Pop is a form of public life; maybe that’s why I felt this absence most listening to Meadville, a live album recorded around Europe (Rennes, Amsterdam, Ljubljana, Hilversum) in 1996 by David Thomas, with Keith Moliné and Andy Diagram, a.k.a. Two Pale Boys, on apparatus “generating two or three instrument voices at any one point.” Meadville is stirring, worrisome, a joke, a joke with a constant, spooky undertow, and it’s not even a real album that you can go into a store and buy for $10 or so—it’s attached as a bonus to a five-CD set of the solo albums that Thomas released between 1981 and 1987, when his band, Pere Ubu, was more or less on hiatus, a set sort of pompously called David Thomas, Monster. I don’t know what Meadville means, but I think the reason I’ve played it more than any other music released in 1997 is that when Thomas’ joke is at its best, especially then, the music is all about uncertainty, about dread, a dread that spins the present into the future. Standing on his stages, testifying to The Way the World Looks Now, telling long, tangled shaggy-dog stories about the end of the Enlightenment and mishearing Tammy Wynette’s biggest hit, Thomas is possessed by dread, by the future, because like a reader rushing to the end of Raymond Chandler’s The Big Sleep but reading the best lines twice, he can neither wait to find out how it turns out nor abandon the pleasure of not knowing, not yet. Listening to Thomas, you don’t hear a career, though he has a long one—that is, you don’t hear a marketing strategy, even though Thomas’ place in the pop market is one of his constant subjects. You hear time passing, you hear time that’s passed, you hear an odd commitment to the art of talking out loud, and a bet that someone might be listening, and might talk back, one of these days.

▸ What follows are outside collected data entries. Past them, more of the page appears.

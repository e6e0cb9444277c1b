//! # bitframe
//!
//! Bitmap storage engine: sparse row × column bit matrices organized into
//! indexes, frames, views and shard-sized fragments.
//!
//! ## Features
//!
//! - **Roaring rows**: every row is a compressed bitmap
//! - **Durability**: CRC-framed op log plus periodic fragment snapshots
//! - **Ranking**: per-fragment row caches for top-N queries
//! - **Time views**: bits bucketed by year/month/day/hour for range reads
//! - **Integer fields**: bit-sliced values with sum and range predicates
//! - **Ingestion**: CSV bulk import and JSON records via input definitions
//!
//! ## Modules
//!
//! - [`storage`]: fragments, op log, snapshots and row caches
//! - [`schema`]: names, options, fields and time quantums
//! - [`index`]: holder, indexes, frames, views and input definitions
//! - [`import`]: CSV bit import
//! - [`config`]: TOML and environment configuration
//!
//! ## Quick Start
//!
//! ```rust,no_run
//! use bitframe::{FrameOptions, Holder, IndexOptions, StorageConfig};
//!
//! fn main() -> Result<(), Box<dyn std::error::Error>> {
//!     let holder = Holder::open(StorageConfig::new("./data"))?;
//!     let index = holder.create_index_if_not_exists("users", IndexOptions::default())?;
//!     let frame = index.create_frame_if_not_exists("likes", FrameOptions::default())?;
//!
//!     frame.set_bit("standard", 1, 42, None)?;
//!     println!("row 1: {:?}", frame.row("standard", 1)?.bits());
//!
//!     holder.close()?;
//!     Ok(())
//! }
//! ```

pub mod config;
pub mod import;
pub mod index;
pub mod schema;
pub mod storage;

pub use storage::{
    BitContainer, CacheType, CompressionType, Fragment, Pair, RangeOp, StorageConfig,
    StorageError, StorageResult, SyncMode, TopOptions, SHARD_WIDTH,
};

pub use schema::{Field, FieldType, FrameOptions, IndexOptions, TimeQuantum};

pub use index::{
    Action, Bit, FieldSum, Frame, Holder, Index, IndexError, IndexResult, InputDefinition,
    InputDefinitionField, InputDefinitionInfo, InputFrame, ValueDestination, View,
};

pub use import::{CsvImportResult, CsvImporter, ImportError};

pub use config::{Config, ConfigError, LoggingConfig};
//! Frame and index options
//!
//! Every recognized option is a field here with its default. Options are
//! validated once, before any state changes.

use crate::index::error::{IndexError, IndexResult};
use crate::schema::field::Field;
use crate::schema::names::{validate_label, DEFAULT_COLUMN_LABEL, DEFAULT_ROW_LABEL};
use crate::schema::time::TimeQuantum;
use crate::storage::{CacheType, DEFAULT_CACHE_SIZE};
use serde::{Deserialize, Serialize};
use std::collections::HashSet;

fn default_row_label() -> String {
    DEFAULT_ROW_LABEL.to_string()
}

fn default_column_label() -> String {
    DEFAULT_COLUMN_LABEL.to_string()
}

fn default_cache_size() -> u32 {
    DEFAULT_CACHE_SIZE
}

/// Schema of a frame, fixed at creation
#[derive(Debug, Clone, PartialEq, Eq, Serialize, Deserialize)]
pub struct FrameOptions {
    /// Label for row ids in external records
    #[serde(default = "default_row_label")]
    pub row_label: String,
    /// Also maintain the transposed `inverse` view
    #[serde(default)]
    pub inverse_enabled: bool,
    /// Legacy flag; range queries are driven by `fields`
    #[serde(default)]
    pub range_enabled: bool,
    #[serde(default)]
    pub cache_type: CacheType,
    #[serde(default = "default_cache_size")]
    pub cache_size: u32,
    /// Empty inherits the index quantum
    #[serde(default)]
    pub time_quantum: TimeQuantum,
    #[serde(default)]
    pub fields: Vec<Field>,
}

impl Default for FrameOptions {
    fn default() -> Self {
        Self {
            row_label: default_row_label(),
            inverse_enabled: false,
            range_enabled: false,
            cache_type: CacheType::default(),
            cache_size: DEFAULT_CACHE_SIZE,
            time_quantum: TimeQuantum::default(),
            fields: Vec::new(),
        }
    }
}

impl FrameOptions {
    pub fn validate(&self) -> IndexResult<()> {
        validate_label(&self.row_label)?;

        let mut seen = HashSet::new();
        for field in &self.fields {
            field.validate()?;
            if !seen.insert(field.name.as_str()) {
                return Err(IndexError::FieldExists(field.name.clone()));
            }
        }
        Ok(())
    }

    /// True when the frame has fields or the legacy flag is set
    pub fn range_enabled(&self) -> bool {
        self.range_enabled || !self.fields.is_empty()
    }

    pub fn field(&self, name: &str) -> Option<&Field> {
        self.fields.iter().find(|f| f.name == name)
    }
}

/// Options shared by every frame of an index
#[derive(Debug, Clone, PartialEq, Eq, Serialize, Deserialize)]
pub struct IndexOptions {
    /// Label for column ids in external records
    #[serde(default = "default_column_label")]
    pub column_label: String,
    /// Default quantum for frames created without one
    #[serde(default)]
    pub time_quantum: TimeQuantum,
}

impl Default for IndexOptions {
    fn default() -> Self {
        Self {
            column_label: default_column_label(),
            time_quantum: TimeQuantum::default(),
        }
    }
}

impl IndexOptions {
    pub fn validate(&self) -> IndexResult<()> {
        validate_label(&self.column_label)
    }
}

#[cfg(test)]
mod tests {
    use super::*;

    #[test]
    fn test_defaults() {
        let options = FrameOptions::default();
        assert_eq!(options.row_label, "rowID");
        assert_eq!(options.cache_type, CacheType::Ranked);
        assert_eq!(options.cache_size, 50_000);
        assert!(!options.range_enabled());
        assert!(options.validate().is_ok());

        // Missing keys fall back to the same defaults
        let parsed: FrameOptions = serde_json::from_str("{}").unwrap();
        assert_eq!(parsed, options);

        let index: IndexOptions = serde_json::from_str("{}").unwrap();
        assert_eq!(index.column_label, "columnID");
        assert!(index.time_quantum.is_empty());
    }

    #[test]
    fn test_fields_imply_range() {
        let options = FrameOptions {
            fields: vec![Field::int("a", 0, 10)],
            ..Default::default()
        };
        assert!(options.range_enabled());
        assert_eq!(options.field("a").map(|f| f.max), Some(10));
        assert!(options.field("b").is_none());

        let legacy = FrameOptions {
            range_enabled: true,
            ..Default::default()
        };
        assert!(legacy.validate().is_ok());
        assert!(legacy.range_enabled());
    }

    #[test]
    fn test_duplicate_fields_rejected() {
        let options = FrameOptions {
            fields: vec![Field::int("a", 0, 10), Field::int("a", 0, 5)],
            ..Default::default()
        };
        assert!(matches!(options.validate(), Err(IndexError::FieldExists(n)) if n == "a"));
    }

    #[test]
    fn test_labels_validated() {
        let options = FrameOptions {
            row_label: "9row".into(),
            ..Default::default()
        };
        assert!(matches!(options.validate(), Err(IndexError::LabelInvalid(_))));

        let index = IndexOptions {
            column_label: String::new(),
            ..Default::default()
        };
        assert!(index.validate().is_err());
    }

    #[test]
    fn test_json_roundtrip_keeps_field_order() {
        let options = FrameOptions {
            inverse_enabled: true,
            time_quantum: TimeQuantum::new("YMD").unwrap(),
            fields: vec![Field::int("field0", 10, 20), Field::int("field1", 11, 21)],
            ..Default::default()
        };
        let json = serde_json::to_string(&options).unwrap();
        let restored: FrameOptions = serde_json::from_str(&json).unwrap();
        assert_eq!(restored, options);
    }
}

“Because I’m David Thomas, legend,” he says from the stage, explaining why, at a party filled with rock stars, everyone only wants to talk to him. Assume the party never took place—Thomas carries the moment off. He’s been around long enough. And Thomas appeared as a legend even as his career began, in a tiny Cleveland musical milieu that was all paradox, in the early ’70s at once proto-Dada and postpunk. He fronted an experimental, assaultive, abstract, Seeds-influenced band called Pere Ubu because, I’ve always believed, he looked just like Alfred Jarry’s Ubu woodcuts—and sounded like Ubu at Colonnus. It was pure Modernism: a performance of the end of the world as the best joke of all. Thomas bellowed, he whispered, he came up with the strangest cracker-barrel philosopher-king drawl, he took his words and splayed melodies from old folk songs and the inside moves of the most degraded pop hits. If at first he gave off feral hints of Fatty Arbuckle, as the years went on his Ubu shaded off into fictional characters harder to read: Ignatius Reilly in John Kennedy Toole’s novel A Confederacy of Dunces, Jack Nance’s Henry Spencer in David Lynch’s Eraserhead. By the time he reached his stages in 1996, he had become a creature of wonder, so alive to the possibilities of motion and chance in a word or phrase that any given song he might choose to sing will be less a song than a road, a road out or a road back.

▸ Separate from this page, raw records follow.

//! View - one partition of a frame's fragments, keyed by shard
//!
//! Fragments are created on first touch and live at
//! `<view>/fragments/<shard>` (snapshot) and `<shard>.ops` (op log).

use crate::storage::{shard_of, BitContainer, Fragment, FragmentConfig, StorageResult};
use std::collections::{BTreeMap, BTreeSet};
use std::path::{Path, PathBuf};
use std::sync::{Arc, RwLock};

/// Name of the row-major view
pub const VIEW_STANDARD: &str = "standard";

/// Name of the transposed view
pub const VIEW_INVERSE: &str = "inverse";

/// A named set of fragments within a frame
pub struct View {
    name: String,
    index: String,
    frame: String,
    path: PathBuf,
    config: FragmentConfig,
    fragments: RwLock<BTreeMap<u64, Arc<Fragment>>>,
}

impl std::fmt::Debug for View {
    fn fmt(&self, f: &mut std::fmt::Formatter<'_>) -> std::fmt::Result {
        f.debug_struct("View")
            .field("name", &self.name)
            .field("frame", &self.frame)
            .field("path", &self.path)
            .finish_non_exhaustive()
    }
}

impl View {
    /// Open a view directory, loading every fragment found on disk
    pub fn open(
        path: impl AsRef<Path>,
        index: &str,
        frame: &str,
        name: &str,
        config: FragmentConfig,
    ) -> StorageResult<Self> {
        let path = path.as_ref().to_path_buf();
        let fragments_dir = path.join("fragments");
        std::fs::create_dir_all(&fragments_dir)?;

        let mut fragments = BTreeMap::new();
        for shard in Self::scan_shards(&fragments_dir)? {
            let fragment = Fragment::open(
                fragments_dir.join(shard.to_string()),
                index,
                frame,
                name,
                shard,
                config,
            )?;
            fragments.insert(shard, Arc::new(fragment));
        }

        Ok(Self {
            name: name.to_string(),
            index: index.to_string(),
            frame: frame.to_string(),
            path,
            config,
            fragments: RwLock::new(fragments),
        })
    }

    /// Shards with a snapshot or op log on disk
    fn scan_shards(dir: &Path) -> StorageResult<BTreeSet<u64>> {
        let mut shards = BTreeSet::new();
        for entry in std::fs::read_dir(dir)? {
            let entry = entry?;
            let file_name = entry.file_name();
            let Some(file_name) = file_name.to_str() else {
                continue;
            };
            let stem = file_name.strip_suffix(".ops").unwrap_or(file_name);
            match stem.parse::<u64>() {
                Ok(shard) => {
                    shards.insert(shard);
                }
                Err(_) => {
                    tracing::debug!("Ignoring non-fragment file {:?}", entry.path());
                }
            }
        }
        Ok(shards)
    }

    pub fn name(&self) -> &str {
        &self.name
    }

    pub fn path(&self) -> &Path {
        &self.path
    }

    fn fragment_path(&self, shard: u64) -> PathBuf {
        self.path.join("fragments").join(shard.to_string())
    }

    /// Fragment for a shard, if it has been realized
    pub fn fragment(&self, shard: u64) -> StorageResult<Option<Arc<Fragment>>> {
        let fragments = self.fragments.read()?;
        Ok(fragments.get(&shard).cloned())
    }

    pub fn create_fragment_if_not_exists(&self, shard: u64) -> StorageResult<Arc<Fragment>> {
        if let Some(fragment) = self.fragment(shard)? {
            return Ok(fragment);
        }

        let mut fragments = self.fragments.write()?;
        if let Some(fragment) = fragments.get(&shard) {
            return Ok(fragment.clone());
        }

        let fragment = Arc::new(Fragment::open(
            self.fragment_path(shard),
            &self.index,
            &self.frame,
            &self.name,
            shard,
            self.config,
        )?);
        fragments.insert(shard, fragment.clone());
        tracing::debug!(
            "Created fragment {}/{}/{} shard {}",
            self.index,
            self.frame,
            self.name,
            shard
        );
        Ok(fragment)
    }

    /// All realized fragments, ordered by shard
    pub fn fragments(&self) -> StorageResult<Vec<Arc<Fragment>>> {
        Ok(self.fragments.read()?.values().cloned().collect())
    }

    pub fn set_bit(&self, row_id: u64, column_id: u64) -> StorageResult<bool> {
        self.create_fragment_if_not_exists(shard_of(column_id))?
            .set_bit(row_id, column_id)
    }

    /// Clear a bit; a shard that was never written has nothing to clear
    pub fn clear_bit(&self, row_id: u64, column_id: u64) -> StorageResult<bool> {
        match self.fragment(shard_of(column_id))? {
            Some(fragment) => fragment.clear_bit(row_id, column_id),
            None => Ok(false),
        }
    }

    /// A row unioned across every shard
    pub fn row(&self, row_id: u64) -> StorageResult<BitContainer> {
        let mut row = BitContainer::new();
        for fragment in self.fragments()? {
            row.union_in_place(&fragment.row(row_id)?);
        }
        Ok(row)
    }

    /// Highest realized shard, 0 when empty
    pub fn max_shard(&self) -> StorageResult<u64> {
        Ok(self.fragments.read()?.keys().next_back().copied().unwrap_or(0))
    }

    /// Sync every fragment's op log
    pub fn flush(&self) -> StorageResult<()> {
        for fragment in self.fragments()? {
            fragment.flush()?;
        }
        Ok(())
    }

    pub fn close(&self) -> StorageResult<()> {
        for fragment in self.fragments()? {
            fragment.close()?;
        }
        Ok(())
    }
}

He’s a free man: Pere Ubu never had any hits, so he doesn’t have to sing them. Solo, he sings songs from the band’s recent albums Story of My Life and Ray Gun Suitcase, but they aren’t referents to anything; they’re performed not as selling points but as routes from here to there, from love to death, hit to miss. “I found my thrill/In Nowheresville” might be the dullest, most obvious, most market-tested moment on the record—the only moment that explains itself.

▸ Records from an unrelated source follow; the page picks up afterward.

//! Snapshot file format for fragment data
//!
//! A snapshot holds every non-empty row of one fragment.
//!
//! Layout:
//! ```text
//! ┌─────────────────────────────────────────┐
//! │ HEADER (32 bytes)                       │
//! │   magic: [u8; 4] = "BFRG"               │
//! │   version: u16                          │
//! │   compression: u8                       │
//! │   reserved: u8                          │
//! │   row_count: u64                        │
//! │   body_len: u64                         │
//! │   reserved: [u8; 4]                     │
//! │   checksum: u32                         │
//! ├─────────────────────────────────────────┤
//! │ BODY (body_len bytes, maybe LZ4)        │
//! │   For each row:                         │
//! │     row_id: u64                         │
//! │     bitmap_len: u32                     │
//! │     bitmap: [u8; bitmap_len] (roaring)  │
//! ├─────────────────────────────────────────┤
//! │ body_checksum: u32                      │
//! └─────────────────────────────────────────┘
//! ```
//!
//! Snapshots are written to a temporary file and renamed into place, so a
//! crash mid-write leaves the previous snapshot intact.

use crate::storage::bitmap::BitContainer;
use crate::storage::error::{StorageError, StorageResult};
use serde::{Deserialize, Serialize};
use std::collections::BTreeMap;
use std::fs::File;
use std::io::{BufReader, BufWriter, Read, Write};
use std::path::{Path, PathBuf};

/// Magic bytes for snapshot file identification
const SNAPSHOT_MAGIC: [u8; 4] = *b"BFRG";

/// Current snapshot format version
const SNAPSHOT_VERSION: u16 = 1;

/// Header size in bytes
const HEADER_SIZE: usize = 32;

/// Suffix of the temporary file used while writing
pub const SNAPSHOT_TEMP_SUFFIX: &str = "snapshotting";

/// Compression applied to snapshot bodies
#[derive(Debug, Clone, Copy, PartialEq, Eq, Default, Serialize, Deserialize)]
#[serde(rename_all = "lowercase")]
#[repr(u8)]
pub enum CompressionType {
    None = 0,
    #[default]
    Lz4 = 1,
}

impl TryFrom<u8> for CompressionType {
    type Error = StorageError;

    fn try_from(value: u8) -> Result<Self, Self::Error> {
        match value {
            0 => Ok(CompressionType::None),
            1 => Ok(CompressionType::Lz4),
            _ => Err(StorageError::Corruption(format!(
                "Unknown compression type: {}",
                value
            ))),
        }
    }
}

/// Snapshot file header
#[derive(Debug, Clone, PartialEq)]
pub struct SnapshotHeader {
    pub version: u16,
    pub compression: CompressionType,
    pub row_count: u64,
    pub body_len: u64,
}

impl SnapshotHeader {
    pub fn to_bytes(&self) -> [u8; HEADER_SIZE] {
        let mut buf = [0u8; HEADER_SIZE];

        buf[0..4].copy_from_slice(&SNAPSHOT_MAGIC);
        buf[4..6].copy_from_slice(&self.version.to_le_bytes());
        buf[6] = self.compression as u8;
        buf[8..16].copy_from_slice(&self.row_count.to_le_bytes());
        buf[16..24].copy_from_slice(&self.body_len.to_le_bytes());

        let checksum = crc32fast::hash(&buf[0..28]);
        buf[28..32].copy_from_slice(&checksum.to_le_bytes());

        buf
    }

    pub fn from_bytes(buf: &[u8; HEADER_SIZE]) -> StorageResult<Self> {
        let stored_checksum = u32::from_le_bytes([buf[28], buf[29], buf[30], buf[31]]);
        let computed_checksum = crc32fast::hash(&buf[0..28]);

        if stored_checksum != computed_checksum {
            return Err(StorageError::Corruption(format!(
                "Snapshot header checksum mismatch: stored={}, computed={}",
                stored_checksum, computed_checksum
            )));
        }

        if buf[0..4] != SNAPSHOT_MAGIC {
            return Err(StorageError::Corruption(format!(
                "Invalid snapshot magic: {:?}",
                &buf[0..4]
            )));
        }

        let version = u16::from_le_bytes([buf[4], buf[5]]);
        if version > SNAPSHOT_VERSION {
            return Err(StorageError::Corruption(format!(
                "Unsupported snapshot version: {}",
                version
            )));
        }

        let compression = CompressionType::try_from(buf[6])?;
        let row_count = u64::from_le_bytes(read_array(&buf[8..16]));
        let body_len = u64::from_le_bytes(read_array(&buf[16..24]));

        Ok(Self {
            version,
            compression,
            row_count,
            body_len,
        })
    }
}

fn read_array<const N: usize>(bytes: &[u8]) -> [u8; N] {
    let mut out = [0u8; N];
    out.copy_from_slice(&bytes[..N]);
    out
}

/// Path of the temporary file used while writing a snapshot
pub fn temp_path(path: &Path) -> PathBuf {
    path.with_extension(SNAPSHOT_TEMP_SUFFIX)
}

/// Write all non-empty rows to `path`, replacing any previous snapshot
pub fn write_snapshot(
    path: &Path,
    rows: &BTreeMap<u64, BitContainer>,
    compression: CompressionType,
) -> StorageResult<u64> {
    if let Some(parent) = path.parent() {
        std::fs::create_dir_all(parent)?;
    }

    let mut body = Vec::new();
    let mut row_count = 0u64;
    let mut bitmap = Vec::new();

    for (row_id, row) in rows.iter().filter(|(_, r)| !r.is_empty()) {
        bitmap.clear();
        row.write_to(&mut bitmap)?;

        body.extend_from_slice(&row_id.to_le_bytes());
        body.extend_from_slice(&(bitmap.len() as u32).to_le_bytes());
        body.extend_from_slice(&bitmap);
        row_count += 1;
    }

    let body = match compression {
        CompressionType::None => body,
        CompressionType::Lz4 => lz4_flex::compress_prepend_size(&body),
    };

    let header = SnapshotHeader {
        version: SNAPSHOT_VERSION,
        compression,
        row_count,
        body_len: body.len() as u64,
    };

    let tmp = temp_path(path);
    {
        let file = File::create(&tmp)?;
        let mut writer = BufWriter::new(file);
        writer.write_all(&header.to_bytes())?;
        writer.write_all(&body)?;
        writer.write_all(&crc32fast::hash(&body).to_le_bytes())?;
        writer.flush()?;
        writer.get_ref().sync_all()?;
    }
    std::fs::rename(&tmp, path)?;

    Ok(row_count)
}

/// Read a snapshot; a missing file is an empty fragment
pub fn read_snapshot(path: &Path) -> StorageResult<BTreeMap<u64, BitContainer>> {
    let mut rows = BTreeMap::new();

    if !path.exists() {
        return Ok(rows);
    }

    let mut reader = BufReader::new(File::open(path)?);

    let mut header_buf = [0u8; HEADER_SIZE];
    reader.read_exact(&mut header_buf)?;
    let header = SnapshotHeader::from_bytes(&header_buf)?;

    let mut body = vec![0u8; header.body_len as usize];
    reader.read_exact(&mut body)?;

    let mut checksum_buf = [0u8; 4];
    reader.read_exact(&mut checksum_buf)?;
    if u32::from_le_bytes(checksum_buf) != crc32fast::hash(&body) {
        return Err(StorageError::Corruption(format!(
            "Snapshot body checksum mismatch in {:?}",
            path
        )));
    }

    let body = match header.compression {
        CompressionType::None => body,
        CompressionType::Lz4 => lz4_flex::decompress_size_prepended(&body)?,
    };

    let mut offset = 0usize;
    for _ in 0..header.row_count {
        if offset + 12 > body.len() {
            return Err(StorageError::Corruption("Snapshot body truncated".into()));
        }
        let row_id = u64::from_le_bytes(read_array(&body[offset..offset + 8]));
        let len = u32::from_le_bytes(read_array(&body[offset + 8..offset + 12])) as usize;
        offset += 12;

        if offset + len > body.len() {
            return Err(StorageError::Corruption(format!(
                "Row {} bitmap extends past snapshot body",
                row_id
            )));
        }
        let row = BitContainer::read_from(&body[offset..offset + len])?;
        offset += len;

        rows.insert(row_id, row);
    }

    Ok(rows)
}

Thomas’ argument is that nothing worth understanding explains itself—he can’t explain why he’s singing or why you’re listening, and his bet is that you can’t either—and that this lack of clarity, though fatal in the market, nevertheless keeps the conversation going, so long as his clues are as good as Raymond Chandler’s, who never worried if a clue led nowhere. Thomas may find a clue, say, in the suburban developer’s slogan “If You Lived Here, You Would Be Home by Now,” locking into its impenetrable weirdness, excavating its mathematical absolutes and its epistemological slipknot, and doing so with a love of repetition for its own sake that only a lifetime in rock ’n’ roll can justify. “Marching on the home of the blues marching on the home of the blues marching on the home of the blues,” he chants, until you can see a whole army behind him, pitchforks waving, torches held high—for weeks I heard the phrase clearly not as “home” but as “House of the Blues,” and believed Thomas was summoning true believers to the destruction of the nightclub chain, city by city, block by block, folk art collection by folk art collection, and now, just as Thomas can only hear “Stand By Your Man” as “Stand By, Earth Man” (the story of why and how is endless), I can’t hear his blues chant any other way. You’re a free listener, Meadville says—you write the songs. But it also says, There are no songs, no hits. What you love most you have misheard. If you lived there you would be here by now. As a matter of fact, you are. But no one else is.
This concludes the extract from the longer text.